By Sidney Kotzen, SCORE Accredited Business Counselor, SCORE NE Mass Chapter 411
WHAT'S THE BIG DEAL ABOUT FINANCIAL RECORDS?
To many, keeping financial records seems like a waste of time. You know how you’re doing so why bother? In reality, financial information is a tool that can have substantial significance in running your business more profitably. Simple and regular recording of your various business activities means good record keeping. Bigger firms can afford record keeping staff and outside accountants to report and analyze information produced. Start ups and small businesses, in most cases, cannot afford this luxury, but need it just as much as the big guys.
HOW DO I DO IT?
Small business owners must wear all hats. You have to be the CEO, the CFO, the operations manager, the HR manager and the salesman. Fortunately, in the finance area, there is excellent software, e.g., Quickbooks and others, that is relatively inexpensive to help you do your own record keeping. If it is not practical to do it yourself, there are available outside bookkeeping services for hire for as few or as many hours as you need at a relatively modest cost. It is important that the outside service of your choice is familiar with your chosen software and can instruct you on its usage and expected resulting records.
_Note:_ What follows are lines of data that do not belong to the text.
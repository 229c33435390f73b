//! ============================================================================
//! Server Configuration
//! ============================================================================
//! Defaults come from GUILDHALL_* environment variables (load `.env` with
//! dotenvy before constructing). Binaries override individual fields from
//! their command-line flags.
//! ============================================================================

use serde::{Deserialize, Serialize};
use std::str::FromStr;
use tracing::warn;

/// Default bind address for the HTTP server
pub const DEFAULT_BIND: &str = "127.0.0.1:8080";

/// Default token lifetime (7 days)
pub const DEFAULT_TOKEN_TTL_SECS: i64 = 7 * 86400;

/// Default request body cap
pub const DEFAULT_MAX_BODY_BYTES: usize = 64 * 1024;

/// Starting values for freshly registered players
#[derive(Debug, Clone, PartialEq, Eq, Serialize, Deserialize)]
pub struct PlayerDefaults {
    pub avatar: String,
    pub coins: u64,
    pub gems: u64,
    pub level: u32,
    pub experience: u64,
    pub health: u32,
    pub max_health: u32,
    pub attack: u32,
    pub defense: u32,
}

impl Default for PlayerDefaults {
    fn default() -> Self {
        Self {
            avatar: "🧙".to_string(),
            coins: 100,
            gems: 10,
            level: 1,
            experience: 0,
            health: 100,
            max_health: 100,
            attack: 10,
            defense: 5,
        }
    }
}

/// Backend configuration
#[derive(Debug, Clone, Serialize, Deserialize)]
pub struct ServerConfig {
    /// Address the HTTP server listens on
    pub bind: String,
    /// Database file; None resolves to ~/.guildhall/guildhall.redb
    pub db_path: Option<String>,
    /// Lifetime of issued bearer tokens
    pub token_ttl_secs: i64,
    /// Reject purchases that carry no bearer token
    pub require_token: bool,
    /// Refuse a second purchase of a non-stackable item
    pub dedupe_unique_items: bool,
    /// Largest accepted request body
    pub max_body_bytes: usize,
    pub player_defaults: PlayerDefaults,
}

impl Default for ServerConfig {
    fn default() -> Self {
        Self {
            bind: std::env::var("GUILDHALL_BIND").unwrap_or_else(|_| DEFAULT_BIND.to_string()),
            db_path: std::env::var("GUILDHALL_DB_PATH").ok(),
            token_ttl_secs: env_or("GUILDHALL_TOKEN_TTL_SECS", DEFAULT_TOKEN_TTL_SECS),
            require_token: env_or("GUILDHALL_REQUIRE_TOKEN", false),
            dedupe_unique_items: env_or("GUILDHALL_DEDUPE_UNIQUE", false),
            max_body_bytes: env_or("GUILDHALL_MAX_BODY_BYTES", DEFAULT_MAX_BODY_BYTES),
            player_defaults: PlayerDefaults::default(),
        }
    }
}

/// Parse an env var, falling back (with a warning) on missing or bad values
fn env_or<T: FromStr>(key: &str, default: T) -> T {
    match std::env::var(key) {
        Ok(raw) => match raw.trim().parse() {
            Ok(v) => v,
            Err(_) => {
                warn!("Ignoring invalid {}={:?}", key, raw);
                default
            }
        },
        Err(_) => default,
    }
}

#[cfg(test)]
mod tests {
    use super::*;

    #[test]
    fn test_env_or_parses_and_falls_back() {
        std::env::set_var("GUILDHALL_TEST_TTL", "120");
        assert_eq!(env_or("GUILDHALL_TEST_TTL", 5i64), 120);

        std::env::set_var("GUILDHALL_TEST_FLAG", "not-a-bool");
        assert!(!env_or("GUILDHALL_TEST_FLAG", false));

        assert_eq!(env_or("GUILDHALL_TEST_MISSING", 7usize), 7);
    }

    #[test]
    fn test_player_defaults() {
        let d = PlayerDefaults::default();
        assert_eq!(d.coins, 100);
        assert_eq!(d.attack, 10);
        assert_eq!(d.max_health, d.health);
    }
}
At a minimum, the following is needed for effective record keeping.
- System: Appropriate to your type and size of business with the ability to grow. There are many choices. Guidance is available. The system can be manual or computerized.
- Discipline: You must establish a fixed, regular routine of time allocated to record keeping. Stale information is useless and dangerous. This routine may be yours or from an outside service.
- Action: Information should be timely and reviewed immediately in order to manage your business efficiently. There is no point in recording data if you don’t use it to help run the business more efficiently.
WHAT DO I GET FOR MY EFFORTS?
The primary goal is to produce monthly financial statements, if feasible, but no less than once a quarter. These financial statements are:
- balance sheet: The balance sheet can tell you the health of your business and steps needed to keep the business thriving or problems to be resolved.
- income and expense statement: The income and expense statement discloses trends, profitability, control of costs, and additional management data.and
- cash flow statement: The cash flow statement shows how you are managing your cash, pressure points, future cash flow needs, and a great deal of other information.
SCORE CAN HELP YOU UNDERSTAND YOUR BUSINESS INFORMATION
If you are not familiar with these reports, you need to learn what they are and what they tell you. We often work closely with our clients to assist them in the learning process. You may find a course at a local community college or business program helpful or go the self taught route with a trip to the library or purchase one of the many books on financial statements in a local bookstore, e.g., Finance for Dummy’s, etc. Once you master these, there is literally no end to reports and statistics you can produce from good records. Every one of your records can be critical to your business success. You can create budgets to set goals and controls. Records can aid in price setting. Of course selling price is part science and part art. Many outside factors besides numbers must be considered.
WHAT IS ALL THIS NUMBER CRUNCHING GOOD FOR?
Productivity and payroll costs are all subject to analysis. Records can lead to strong management of accounts receivable, accounts payable, inventories, and many other facets of your business. You can stop fraud, theft, and other losses through records. You can analyze profitability of individual products or individual segments of your business. There is really no limit to these types of analyses which can give you a leg up on managing your business because what you do not know can hurt you!
Another by-product of good computerized records is that you can produce, for your accountant's use, an annual file of all required data to prepare accurate and compliant tax returns. This technique saves your accountant considerable time and you the time related fees. For example delivering a mass of ill-defined raw data to your accountant is time consuming for her or him to put into good order. If you are knowledgeable, you can do your own tax return using available tax preparation software. You should not discount the added value of a trained professional doing your returns.
WHAT'S THE BENEFIT TO DOING THIS?
The message is simple. The only thing you get from running your business by the seat of your pants is a sore rear end. Business, no matter how small, needs to be run with all the insight you can generate. Numbers and financial reports that come from your records are the keys to making your business run better and the sooner you start the better off your business will be.